Torosyan, H.; Paul, M. D.; Maker, A.; Meyer, B. G.; Jura, N.; Verba, K. A.

PI3K is a potent oncogene that converts PIP2 to PIP3 at the plasma membrane upon activation by receptor tyrosine kinases and Ras GTPases. In the absence of any structures of activated PI3K, the molecular details of its activation remain unknown. Here, we present cryo-EM structures of the PI3K/KRas complex embedded in lipid nanodiscs, revealing a rich ensemble of PI3K states adopted at the membrane surface.
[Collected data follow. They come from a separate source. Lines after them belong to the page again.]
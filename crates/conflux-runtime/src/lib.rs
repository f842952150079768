//! Conflux Runtime: the agent layer of the Conflux plugin framework.
//!
//! This crate provides:
//! - The [`Agent`] and its builder: a configured plugin set with a lifecycle
//! - Layered configuration via figment (`conflux.toml`, `CONFLUX_*` variables)
//! - Logging setup over `tracing-subscriber`
//! - Signal handling (Ctrl+C / SIGTERM) and the halt-on-plugin-error policy
//!
//! ```ignore
//! use conflux_runtime::{Agent, ConfigLoader};
//!
//! #[tokio::main]
//! async fn main() -> anyhow::Result<()> {
//!     let agent = Agent::builder()
//!         .plugin(counter())
//!         .config_loader(ConfigLoader::new().with_current_dir())
//!         .build()?;
//!
//!     agent.run().await?;
//!     Ok(())
//! }
//! ```

pub mod agent;
pub mod config;
pub mod error;
pub mod logging;

pub use agent::{Agent, AgentBuilder, AgentPhase, shutdown_signal};
pub use config::{
    AgentConfig, AgentSettings, ConfigError, ConfigLoader, ConfigResult, LogFormat, LogLevel,
    LogOutput, LogRotation, LoggingConfig, Profile,
};
pub use error::{RuntimeError, RuntimeResult};
pub use logging::{LoggingBuilder, SpanEvents};
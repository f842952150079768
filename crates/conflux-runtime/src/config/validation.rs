//! Configuration validation utilities.

use std::collections::BTreeMap;

use super::error::{ConfigError, ConfigResult};
use super::schema::{AgentConfig, AgentSettings, LogOutput, LoggingConfig};

/// Validates the entire configuration.
pub fn validate_config(config: &AgentConfig) -> ConfigResult<()> {
    validate_agent_settings(&config.agent)?;
    validate_logging_config(&config.logging)?;
    validate_plugin_sections(&config.plugins)?;
    Ok(())
}

fn validate_agent_settings(settings: &AgentSettings) -> ConfigResult<()> {
    if settings.stop_timeout_ms == 0 {
        return Err(ConfigError::validation(
            "agent.stop_timeout_ms must be greater than 0",
        ));
    }
    if settings.event_buffer == 0 {
        return Err(ConfigError::validation(
            "agent.event_buffer must be greater than 0",
        ));
    }
    Ok(())
}

fn validate_logging_config(logging: &LoggingConfig) -> ConfigResult<()> {
    if logging.output == LogOutput::File && logging.file_path.is_none() {
        return Err(ConfigError::validation(
            "logging.output = \"file\" requires logging.file_path",
        ));
    }
    if let Some(target) = logging.filters.keys().find(|t| t.trim().is_empty()) {
        return Err(ConfigError::validation(format!(
            "Invalid log filter target: {target:?}"
        )));
    }
    Ok(())
}

/// Plugin sections are either tables or absent; anything else is a typo.
fn validate_plugin_sections(plugins: &BTreeMap<String, serde_json::Value>) -> ConfigResult<()> {
    for (name, section) in plugins {
        if !(section.is_object() || section.is_null()) {
            return Err(ConfigError::validation(format!(
                "plugins.{name} must be a table, found {section}"
            )));
        }
    }
    Ok(())
}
The sequential addition of a lipid bilayer, PIP2 and an activating phosphopeptide leads to the progressive release of key inhibitory domains from the PI3K catalytic core, which directly correlates with the reorganization of its active site. While association with POPC/POPS nanodiscs partially relieves PI3K autoinhibition, incorporation of PIP2 triggers near-complete displacement of PI3K inhibitory domains and significant restructuring of active site regulatory motifs. The addition of the activating phosphopeptide induces dimerization of the PI3K/KRas complex through a p110 catalytic subunit-mediated interface that is sterically occluded in autoinhibited PI3K. In cells, this dimeric PI3K complex amplifies Akt signaling in response to growth factor stimulation. Collectively, our structures map the conformational landscape of PI3K activation and reveal previously unexplored interfaces for potential therapeutic targeting.